Record excerpts below:

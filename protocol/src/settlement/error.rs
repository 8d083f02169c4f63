//! Settlement error types.

use serde::{Deserialize, Serialize};
use std::fmt;
use thiserror::Error;
use uuid::Uuid;

use crate::codec::Hash;
use crate::signer::SignerError;
use crate::translate::TranslateError;
use crate::vsp::VspError;
use crate::wallet::WalletError;

/// The step of a settlement flow an operation belongs to.
#[derive(Debug, Clone, Copy, PartialEq, Eq, Hash, Serialize, Deserialize)]
pub enum Phase {
    Construct,
    Decode,
    ResolveInputs,
    Translate,
    Sign,
    Publish,
    SignSplit,
    PublishSplit,
    SignTicket,
    PublishTicket,
    RequestFeeAddress,
    ConstructFee,
    SignFee,
    PayFee,
    SignMessage,
    VerifyMessage,
    Query,
}

impl fmt::Display for Phase {
    fn fmt(&self, f: &mut fmt::Formatter<'_>) -> fmt::Result {
        let s = match self {
            Phase::Construct => "construct",
            Phase::Decode => "decode",
            Phase::ResolveInputs => "resolve_inputs",
            Phase::Translate => "translate",
            Phase::Sign => "sign",
            Phase::Publish => "publish",
            Phase::SignSplit => "sign_split",
            Phase::PublishSplit => "publish_split",
            Phase::SignTicket => "sign_ticket",
            Phase::PublishTicket => "publish_ticket",
            Phase::RequestFeeAddress => "request_fee_address",
            Phase::ConstructFee => "construct_fee",
            Phase::SignFee => "sign_fee",
            Phase::PayFee => "pay_fee",
            Phase::SignMessage => "sign_message",
            Phase::VerifyMessage => "verify_message",
            Phase::Query => "query",
        };
        f.write_str(s)
    }
}

/// Errors from the purchase journal.
#[derive(Debug, Error)]
pub enum JournalError {
    #[error("sled error: {0}")]
    Sled(#[from] sled::Error),

    #[error("serialization error: {0}")]
    Serialization(String),

    #[error("purchase not found: {0}")]
    NotFound(Uuid),
}

/// Errors surfaced by the settlement orchestrator.
///
/// Every external failure names the phase it happened in and, where one is
/// involved, the ticket.
#[derive(Debug, Error)]
pub enum SettlementError {
    #[error("wallet request failed during {phase}{}: {source}", ticket_suffix(.ticket))]
    Wallet {
        phase: Phase,
        ticket: Option<Hash>,
        #[source]
        source: WalletError,
    },

    #[error("signer request failed during {phase}{}: {source}", ticket_suffix(.ticket))]
    Signer {
        phase: Phase,
        ticket: Option<Hash>,
        #[source]
        source: SignerError,
    },

    #[error("vsp request failed during {phase} for ticket {ticket}: {source}")]
    Vsp {
        phase: Phase,
        ticket: Hash,
        #[source]
        source: VspError,
    },

    #[error("translation failed during {phase}{}: {source}", ticket_suffix(.ticket))]
    Translate {
        phase: Phase,
        ticket: Option<Hash>,
        #[source]
        source: TranslateError,
    },

    /// The VSP's fee quote lapsed before it could be paid.
    #[error("fee quote for ticket {ticket} expired at {expiration}")]
    FeeQuoteExpired { ticket: Hash, expiration: i64 },

    /// A purchase asked for, or the wallet built, zero tickets.
    #[error("ticket purchase has no tickets")]
    NoTickets,

    /// A transaction returned by the wallet is not shaped as expected.
    #[error("unexpected transaction {tx}: {reason}")]
    UnexpectedTransaction { tx: Hash, reason: String },

    #[error("failed to encode request: {0}")]
    Encode(String),

    #[error(transparent)]
    Journal(#[from] JournalError),
}

fn ticket_suffix(ticket: &Option<Hash>) -> String {
    match ticket {
        Some(t) => format!(" for ticket {t}"),
        None => String::new(),
    }
}

impl SettlementError {
    /// The phase the failure happened in, when it came from a collaborator.
    pub fn phase(&self) -> Option<Phase> {
        match self {
            SettlementError::Wallet { phase, .. }
            | SettlementError::Signer { phase, .. }
            | SettlementError::Vsp { phase, .. }
            | SettlementError::Translate { phase, .. } => Some(*phase),
            SettlementError::FeeQuoteExpired { .. } => Some(Phase::PayFee),
            SettlementError::NoTickets => Some(Phase::Construct),
            _ => None,
        }
    }
}

/// Attaches a phase (and optionally a ticket) to a collaborator error.
pub(crate) trait PhaseContext<T>: Sized {
    fn phase_for(self, phase: Phase, ticket: Option<Hash>) -> Result<T, SettlementError>;

    fn phase(self, phase: Phase) -> Result<T, SettlementError> {
        self.phase_for(phase, None)
    }

    fn ticket_phase(self, phase: Phase, ticket: Hash) -> Result<T, SettlementError> {
        self.phase_for(phase, Some(ticket))
    }
}

macro_rules! impl_phase_context {
    ($err:ty, $variant:ident) => {
        impl<T> PhaseContext<T> for Result<T, $err> {
            fn phase_for(self, phase: Phase, ticket: Option<Hash>) -> Result<T, SettlementError> {
                self.map_err(|source| SettlementError::$variant {
                    phase,
                    ticket,
                    source,
                })
            }
        }
    };
}

impl_phase_context!(WalletError, Wallet);
impl_phase_context!(SignerError, Signer);
impl_phase_context!(TranslateError, Translate);

#[cfg(test)]
mod tests {
    use super::*;

    #[test]
    fn messages_name_phase_and_ticket() {
        let err: Result<(), _> = Err(WalletError::Unavailable("down".into()));
        let err = err.ticket_phase(Phase::PublishTicket, Hash::from([1u8; 32])).unwrap_err();
        let msg = err.to_string();
        assert!(msg.contains("publish_ticket"));
        assert!(msg.contains(&"01".repeat(32)));
        assert_eq!(err.phase(), Some(Phase::PublishTicket));

        let err: Result<(), _> = Err(SignerError::Rejected);
        let msg = err.phase(Phase::Sign).unwrap_err().to_string();
        assert_eq!(msg, "signer request failed during sign: request rejected on device");
    }
}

End of Record excerpts.

### What to produce
Filter the data above by the word "Errors" and copy every line that matches.

### Answer to this exercise
/// Errors from the purchase journal.
/// Errors surfaced by the settlement orchestrator.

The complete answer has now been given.